## Work to be completed
Every entry must be reproduced word for word.

* * *

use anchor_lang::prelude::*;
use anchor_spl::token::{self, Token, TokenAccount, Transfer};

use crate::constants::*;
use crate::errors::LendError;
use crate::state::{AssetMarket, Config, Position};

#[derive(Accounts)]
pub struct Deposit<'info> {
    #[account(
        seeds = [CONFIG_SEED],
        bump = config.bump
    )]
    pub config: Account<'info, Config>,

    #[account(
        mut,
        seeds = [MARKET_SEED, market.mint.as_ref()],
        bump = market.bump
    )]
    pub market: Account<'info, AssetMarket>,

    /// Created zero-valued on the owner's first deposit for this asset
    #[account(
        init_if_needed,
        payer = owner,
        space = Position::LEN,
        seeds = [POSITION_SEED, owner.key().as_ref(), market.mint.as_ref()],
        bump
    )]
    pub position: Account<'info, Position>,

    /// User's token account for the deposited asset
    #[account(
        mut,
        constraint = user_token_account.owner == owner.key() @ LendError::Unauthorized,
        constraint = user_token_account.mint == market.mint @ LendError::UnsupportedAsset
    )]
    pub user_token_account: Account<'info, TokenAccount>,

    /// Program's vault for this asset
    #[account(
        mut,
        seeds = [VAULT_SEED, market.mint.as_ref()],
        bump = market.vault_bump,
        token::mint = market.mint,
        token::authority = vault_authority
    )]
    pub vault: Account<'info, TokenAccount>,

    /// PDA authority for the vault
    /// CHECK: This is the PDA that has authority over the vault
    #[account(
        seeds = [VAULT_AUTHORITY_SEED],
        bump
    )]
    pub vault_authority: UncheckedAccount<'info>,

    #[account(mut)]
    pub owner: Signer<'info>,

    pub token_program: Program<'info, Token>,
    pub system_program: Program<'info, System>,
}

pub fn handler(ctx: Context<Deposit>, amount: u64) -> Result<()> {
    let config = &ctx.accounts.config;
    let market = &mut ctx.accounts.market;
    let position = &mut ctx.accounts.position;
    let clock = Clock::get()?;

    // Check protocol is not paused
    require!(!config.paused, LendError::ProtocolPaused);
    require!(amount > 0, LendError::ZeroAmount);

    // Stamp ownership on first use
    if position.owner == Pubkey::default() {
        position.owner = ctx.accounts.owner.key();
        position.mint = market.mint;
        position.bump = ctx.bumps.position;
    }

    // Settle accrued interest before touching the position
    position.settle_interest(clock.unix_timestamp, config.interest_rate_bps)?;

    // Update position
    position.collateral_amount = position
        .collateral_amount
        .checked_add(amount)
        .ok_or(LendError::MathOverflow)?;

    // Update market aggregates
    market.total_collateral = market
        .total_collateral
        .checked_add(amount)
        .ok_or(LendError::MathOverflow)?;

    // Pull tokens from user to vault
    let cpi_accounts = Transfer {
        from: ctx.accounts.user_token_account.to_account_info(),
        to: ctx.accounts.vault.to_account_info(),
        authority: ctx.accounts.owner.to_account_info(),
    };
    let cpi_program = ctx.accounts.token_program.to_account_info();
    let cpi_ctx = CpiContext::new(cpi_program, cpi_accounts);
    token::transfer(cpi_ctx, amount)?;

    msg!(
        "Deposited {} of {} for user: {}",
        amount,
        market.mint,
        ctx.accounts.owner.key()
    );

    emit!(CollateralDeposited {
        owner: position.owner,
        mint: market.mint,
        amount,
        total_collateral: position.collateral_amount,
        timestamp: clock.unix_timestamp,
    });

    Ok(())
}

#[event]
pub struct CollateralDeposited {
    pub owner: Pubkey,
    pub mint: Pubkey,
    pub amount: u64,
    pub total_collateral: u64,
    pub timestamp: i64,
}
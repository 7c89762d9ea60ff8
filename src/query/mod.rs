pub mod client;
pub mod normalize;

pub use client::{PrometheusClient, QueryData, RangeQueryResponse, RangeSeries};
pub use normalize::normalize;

* * *

## Answer for the task
use anchor_lang::prelude::*;
use anchor_spl::token::{self, Token, TokenAccount, Transfer};

use crate::constants::*;
use crate::errors::LendError;
use crate::state::{AssetMarket, Config, Position};

#[derive(Accounts)]
pub struct Deposit<'info> {
    #[account(
        seeds = [CONFIG_SEED],
        bump = config.bump
    )]
    pub config: Account<'info, Config>,

    #[account(
        mut,
        seeds = [MARKET_SEED, market.mint.as_ref()],
        bump = market.bump
    )]
    pub market: Account<'info, AssetMarket>,

    /// Created zero-valued on the owner's first deposit for this asset
    #[account(
        init_if_needed,
        payer = owner,
        space = Position::LEN,
        seeds = [POSITION_SEED, owner.key().as_ref(), market.mint.as_ref()],
        bump
    )]
    pub position: Account<'info, Position>,

    /// User's token account for the deposited asset
    #[account(
        mut,
        constraint = user_token_account.owner == owner.key() @ LendError::Unauthorized,
        constraint = user_token_account.mint == market.mint @ LendError::UnsupportedAsset
    )]
    pub user_token_account: Account<'info, TokenAccount>,

    /// Program's vault for this asset
    #[account(
        mut,
        seeds = [VAULT_SEED, market.mint.as_ref()],
        bump = market.vault_bump,
        token::mint = market.mint,
        token::authority = vault_authority
    )]
    pub vault: Account<'info, TokenAccount>,

    /// PDA authority for the vault
    /// CHECK: This is the PDA that has authority over the vault
    #[account(
        seeds = [VAULT_AUTHORITY_SEED],
        bump
    )]
    pub vault_authority: UncheckedAccount<'info>,

    #[account(mut)]
    pub owner: Signer<'info>,

    pub token_program: Program<'info, Token>,
    pub system_program: Program<'info, System>,
}

pub fn handler(ctx: Context<Deposit>, amount: u64) -> Result<()> {
    let config = &ctx.accounts.config;
    let market = &mut ctx.accounts.market;
    let position = &mut ctx.accounts.position;
    let clock = Clock::get()?;

    // Check protocol is not paused
    require!(!config.paused, LendError::ProtocolPaused);
    require!(amount > 0, LendError::ZeroAmount);

    // Stamp ownership on first use
    if position.owner == Pubkey::default() {
        position.owner = ctx.accounts.owner.key();
        position.mint = market.mint;
        position.bump = ctx.bumps.position;
    }

    // Settle accrued interest before touching the position
    position.settle_interest(clock.unix_timestamp, config.interest_rate_bps)?;

    // Update position
    position.collateral_amount = position
        .collateral_amount
        .checked_add(amount)
        .ok_or(LendError::MathOverflow)?;

    // Update market aggregates
    market.total_collateral = market
        .total_collateral
        .checked_add(amount)
        .ok_or(LendError::MathOverflow)?;

    // Pull tokens from user to vault
    let cpi_accounts = Transfer {
        from: ctx.accounts.user_token_account.to_account_info(),
        to: ctx.accounts.vault.to_account_info(),
        authority: ctx.accounts.owner.to_account_info(),
    };
    let cpi_program = ctx.accounts.token_program.to_account_info();
    let cpi_ctx = CpiContext::new(cpi_program, cpi_accounts);
    token::transfer(cpi_ctx, amount)?;

    msg!(
        "Deposited {} of {} for user: {}",
        amount,
        market.mint,
        ctx.accounts.owner.key()
    );

    emit!(CollateralDeposited {
        owner: position.owner,
        mint: market.mint,
        amount,
        total_collateral: position.collateral_amount,
        timestamp: clock.unix_timestamp,
    });

    Ok(())
}

#[event]
pub struct CollateralDeposited {
    pub owner: Pubkey,
    pub mint: Pubkey,
    pub amount: u64,
    pub total_collateral: u64,
    pub timestamp: i64,
}
repository 7c89762d9ea60ff8
filename src/query/mod.rs
pub mod client;
pub mod normalize;

pub use client::{PrometheusClient, QueryData, RangeQueryResponse, RangeSeries};
pub use normalize::normalize;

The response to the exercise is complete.